Adrianna Topolnicka

Personal information
- Native name: Polish: Adrianny Czapli
- Full name: Adrianna Daria Czapla Adrianna Daria Topolnicka
- Nationality: Poland
- Born: Adrianna Czapla (1999-2022) 4 July 1999 (age 27)
- Home town: Silesia, Poland
- Height: 169 cm (5 ft 7 in)
- Weight: 53 kg (117 lb)

Sport
- Sport: Athletics
- Events: 800 metres 600 metres
- Club: AZS AWF Katowice

Achievements and titles
- National finals: 2015 Polish U18s; • 800m, 2nd ; 2016 Polish Indoor U18s; • 600m, 1st ; 2016 Polish U18s; • 800m, 1st ; 2017 Polish Indoor U20s; • 800m, 1st ; 2017 Polish Indoors; • 800m, 5th; 2017 Polish U20s; • 800m, 2nd ; 2019 Polish Champs; • 800m, 8th; 2021 Polish Champs; • 800m, DNF; 2022 Polish Champs; • 800m, 3rd ;
- Personal bests: 800m: 1:59.86 (2022) 600m: 1:26.84 (2023)

Medal record
Women's athletics
Representing Poland
European Youth Olympic Festival
| Bronze medal – third place | 2015 Tbilisi | 800 m |

= Adrianna Topolnicka =

Polish middle-distance runner (born 1999)
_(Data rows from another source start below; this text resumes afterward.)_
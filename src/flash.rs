// SPDX-License-Identifier: GPL-3.0-only

//! IR illuminator control
//!
//! The retro-reflective targets are lit by an infrared LED that the capture
//! sequence switches on and off between snapshots. On Linux the LED is a
//! LED class device under `/sys/class/leds/<name>`, driven through its
//! `brightness` file.

use crate::constants::led::LEDS_DIR;
use crate::errors::IlluminatorError;
use std::os::unix::fs::MetadataExt;
use std::path::{Path, PathBuf};
use tracing::{debug, info, trace, warn};

/// A light source the highlighter can switch between snapshots
pub trait Illuminator: Send {
    /// Human-readable identifier for logs
    fn name(&self) -> &str;

    /// Switch the light on or off
    fn set(&mut self, on: bool) -> Result<(), IlluminatorError>;

    /// Last state written with `set`
    fn is_on(&self) -> bool;
}

impl<T: Illuminator + ?Sized> Illuminator for Box<T> {
    fn name(&self) -> &str {
        (**self).name()
    }

    fn set(&mut self, on: bool) -> Result<(), IlluminatorError> {
        (**self).set(on)
    }

    fn is_on(&self) -> bool {
        (**self).is_on()
    }
}

/// A LED class device found under `/sys/class/leds`
#[derive(Debug, Clone)]
pub struct LedDevice {
    /// Directory basename, e.g. `ir:flash`
    pub name: String,
    /// Sysfs path of the LED directory
    pub path: PathBuf,
    /// Maximum brightness value (from `max_brightness` file)
    pub max_brightness: u32,
    /// Whether the brightness file can be opened for writing
    pub writable: bool,
}

fn read_max_brightness(led_path: &Path) -> Option<u32> {
    let max_brightness_path = led_path.join("max_brightness");
    match std::fs::read_to_string(&max_brightness_path) {
        Ok(s) => match s.trim().parse::<u32>() {
            Ok(v) if v > 0 => Some(v),
            _ => {
                warn!(
                    path = %max_brightness_path.display(),
                    "Invalid max_brightness value"
                );
                None
            }
        },
        Err(e) => {
            debug!(
                path = %max_brightness_path.display(),
                error = %e,
                "Cannot read max_brightness"
            );
            None
        }
    }
}

fn is_writable(path: &Path) -> bool {
    std::fs::OpenOptions::new().write(true).open(path).is_ok()
}

/// Scan `/sys/class/leds` for LED devices
pub fn discover() -> Vec<LedDevice> {
    discover_in(Path::new(LEDS_DIR))
}

/// Scan a LED class directory; entries without a valid `max_brightness`
/// are skipped
pub fn discover_in(leds_dir: &Path) -> Vec<LedDevice> {
    let Ok(entries) = std::fs::read_dir(leds_dir) else {
        warn!(dir = %leds_dir.display(), "Cannot read LED directory, discovery skipped");
        return Vec::new();
    };

    let mut devices: Vec<LedDevice> = entries
        .flatten()
        .filter_map(|entry| {
            let name = entry.file_name().to_str()?.to_string();
            let path = entry.path();
            let max_brightness = read_max_brightness(&path)?;
            let writable = is_writable(&path.join("brightness"));
            debug!(name = %name, max_brightness, writable, "Discovered LED");
            Some(LedDevice {
                name,
                path,
                max_brightness,
                writable,
            })
        })
        .collect();

    devices.sort_by(|a, b| a.name.cmp(&b.name));
    devices
}

/// Build a user-friendly message for a brightness file we may not write.
///
/// Detects the current username, the owning group of the file, and whether
/// `doas` or `sudo` is available.
pub fn permission_hint(brightness_path: &Path) -> String {
    let username = std::env::var("USER").unwrap_or_else(|_| "user".to_string());

    let escalation_tool = if Path::new("/usr/bin/doas").exists() {
        "doas"
    } else {
        "sudo"
    };

    let group = std::fs::metadata(brightness_path)
        .ok()
        .and_then(|meta| {
            let gid = meta.gid();
            let group_contents = std::fs::read_to_string("/etc/group").ok()?;
            group_contents.lines().find_map(|line| {
                let parts: Vec<&str> = line.split(':').collect();
                (parts.len() >= 3 && parts[2].parse::<u32>().ok() == Some(gid))
                    .then(|| parts[0].to_string())
            })
        })
        .unwrap_or_else(|| "root".to_string());

    format!(
        "{} is not writable.\n\n\
         Run: {escalation_tool} adduser {username} {group}\n\n\
         Then log out and back in, or install a udev rule granting the group write access.",
        brightness_path.display()
    )
}

/// IR LED driven through a sysfs LED class device
#[derive(Debug)]
pub struct SysfsLed {
    name: String,
    brightness_path: PathBuf,
    max_brightness: u32,
    active_low: bool,
    on: bool,
}

impl SysfsLed {
    /// Open `/sys/class/leds/<name>`
    pub fn open(name: &str, active_low: bool) -> Result<Self, IlluminatorError> {
        Self::open_in(Path::new(LEDS_DIR), name, active_low)
    }

    /// Open `<leds_dir>/<name>`.
    ///
    /// With `active_low` the written level is inverted: "on" writes 0 and
    /// "off" writes `max_brightness`, for LEDs wired to sink current
    /// through the controlling line.
    pub fn open_in(leds_dir: &Path, name: &str, active_low: bool) -> Result<Self, IlluminatorError> {
        let led_path = leds_dir.join(name);
        if !led_path.is_dir() {
            return Err(IlluminatorError::NotFound(format!(
                "{} (no such LED under {})",
                name,
                leds_dir.display()
            )));
        }

        let max_brightness = read_max_brightness(&led_path).ok_or_else(|| {
            IlluminatorError::NotFound(format!("{} has no usable max_brightness", name))
        })?;

        let brightness_path = led_path.join("brightness");
        if !is_writable(&brightness_path) {
            return Err(IlluminatorError::PermissionDenied(permission_hint(
                &brightness_path,
            )));
        }

        info!(name, max_brightness, active_low, "Opened IR LED");

        Ok(Self {
            name: name.to_string(),
            brightness_path,
            max_brightness,
            active_low,
            on: false,
        })
    }

    /// Brightness value written for a logical state
    fn level(&self, on: bool) -> u32 {
        if on != self.active_low {
            self.max_brightness
        } else {
            0
        }
    }
}

impl Illuminator for SysfsLed {
    fn name(&self) -> &str {
        &self.name
    }

    fn set(&mut self, on: bool) -> Result<(), IlluminatorError> {
        let level = self.level(on);
        std::fs::write(&self.brightness_path, level.to_string()).map_err(|e| {
            warn!(led = %self.name, error = %e, "Failed to write LED brightness");
            IlluminatorError::from(e)
        })?;
        trace!(led = %self.name, on, level, "LED switched");
        self.on = on;
        Ok(())
    }

    fn is_on(&self) -> bool {
        self.on
    }
}

/// Stand-in when no LED is attached (file replay)
#[derive(Debug, Default)]
pub struct NoLed {
    on: bool,
}

impl NoLed {
    pub fn new() -> Self {
        Self::default()
    }
}

impl Illuminator for NoLed {
    fn name(&self) -> &str {
        "none"
    }

    fn set(&mut self, on: bool) -> Result<(), IlluminatorError> {
        trace!(on, "No LED attached, ignoring switch");
        self.on = on;
        Ok(())
    }

    fn is_on(&self) -> bool {
        self.on
    }
}

#[cfg(test)]
mod tests {
    use super::*;

    fn fake_leds(name: &str) -> PathBuf {
        let dir = std::env::temp_dir().join(format!("retroflash-leds-{}-{}", name, std::process::id()));
        let _ = std::fs::remove_dir_all(&dir);
        let led = dir.join("ir:flash");
        std::fs::create_dir_all(&led).unwrap();
        std::fs::write(led.join("max_brightness"), "255\n").unwrap();
        std::fs::write(led.join("brightness"), "0\n").unwrap();

        let broken = dir.join("status:green");
        std::fs::create_dir_all(&broken).unwrap();
        std::fs::write(broken.join("max_brightness"), "zero\n").unwrap();
        dir
    }

    fn brightness(dir: &Path) -> String {
        std::fs::read_to_string(dir.join("ir:flash").join("brightness")).unwrap()
    }

    #[test]
    fn test_set_writes_levels() {
        let dir = fake_leds("levels");
        let mut led = SysfsLed::open_in(&dir, "ir:flash", false).unwrap();

        led.set(true).unwrap();
        assert_eq!(brightness(&dir), "255");
        assert!(led.is_on());

        led.set(false).unwrap();
        assert_eq!(brightness(&dir), "0");
        assert!(!led.is_on());

        let _ = std::fs::remove_dir_all(&dir);
    }

    #[test]
    fn test_active_low_inverts() {
        let dir = fake_leds("active-low");
        let mut led = SysfsLed::open_in(&dir, "ir:flash", true).unwrap();

        led.set(true).unwrap();
        assert_eq!(brightness(&dir), "0");
        led.set(false).unwrap();
        assert_eq!(brightness(&dir), "255");

        let _ = std::fs::remove_dir_all(&dir);
    }

    #[test]
    fn test_missing_led_is_not_found() {
        let dir = fake_leds("missing");
        let err = SysfsLed::open_in(&dir, "nope", false).unwrap_err();
        assert!(matches!(err, IlluminatorError::NotFound(_)));
        let _ = std::fs::remove_dir_all(&dir);
    }

    #[test]
    fn test_discover_skips_invalid_entries() {
        let dir = fake_leds("discover");
        let devices = discover_in(&dir);
        assert_eq!(devices.len(), 1);
        assert_eq!(devices[0].name, "ir:flash");
        assert_eq!(devices[0].max_brightness, 255);
        let _ = std::fs::remove_dir_all(&dir);
    }

    #[test]
    fn test_no_led_tracks_state() {
        let mut led = NoLed::new();
        led.set(true).unwrap();
        assert!(led.is_on());
        assert_eq!(led.name(), "none");
    }
}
Adrianna Daria Topolnicka (born 4 July 1999) is a Polish middle-distance runner specialising in the 800 metres. Though her career has been marked by injuries, she achieved her personal best of 1:59.86 at the 2022 Kamila Skolimowska Memorial and was a bronze medalist at the 2022 Polish Athletics Championships.

==Biography==
Topolnicks is from Silesia, and she trains with the AZS AWF Katowice athletics club in Katowice.

Topolnicka's first international competition was at the 2015 European Youth Olympic Festival, where she won the bronze medal in the 800 m behind winner Malin Edland.

The following year at the World U20 Championships, Topolnicka qualified for the semifinals with a 2:08 clocking, third in her heat in a good position to make the finals. However, she finished last among the semifinalists running 2:11.44 and failed to make the finals. It was noted by the Polish Athletic Association that Topolnicka was younger than most of her competitors, and that she had just recently competed at the 2016 European Athletics Youth Championships where she finished 5th.

Topolnicka returned to continental competition at the 2021 European U23 Championships. She qualified for the finals on time by finishing 3rd in her heat with a 2:04.30 mark. At the finals, Topolnicka started the race but did not finish due to injury, placing 8th by default.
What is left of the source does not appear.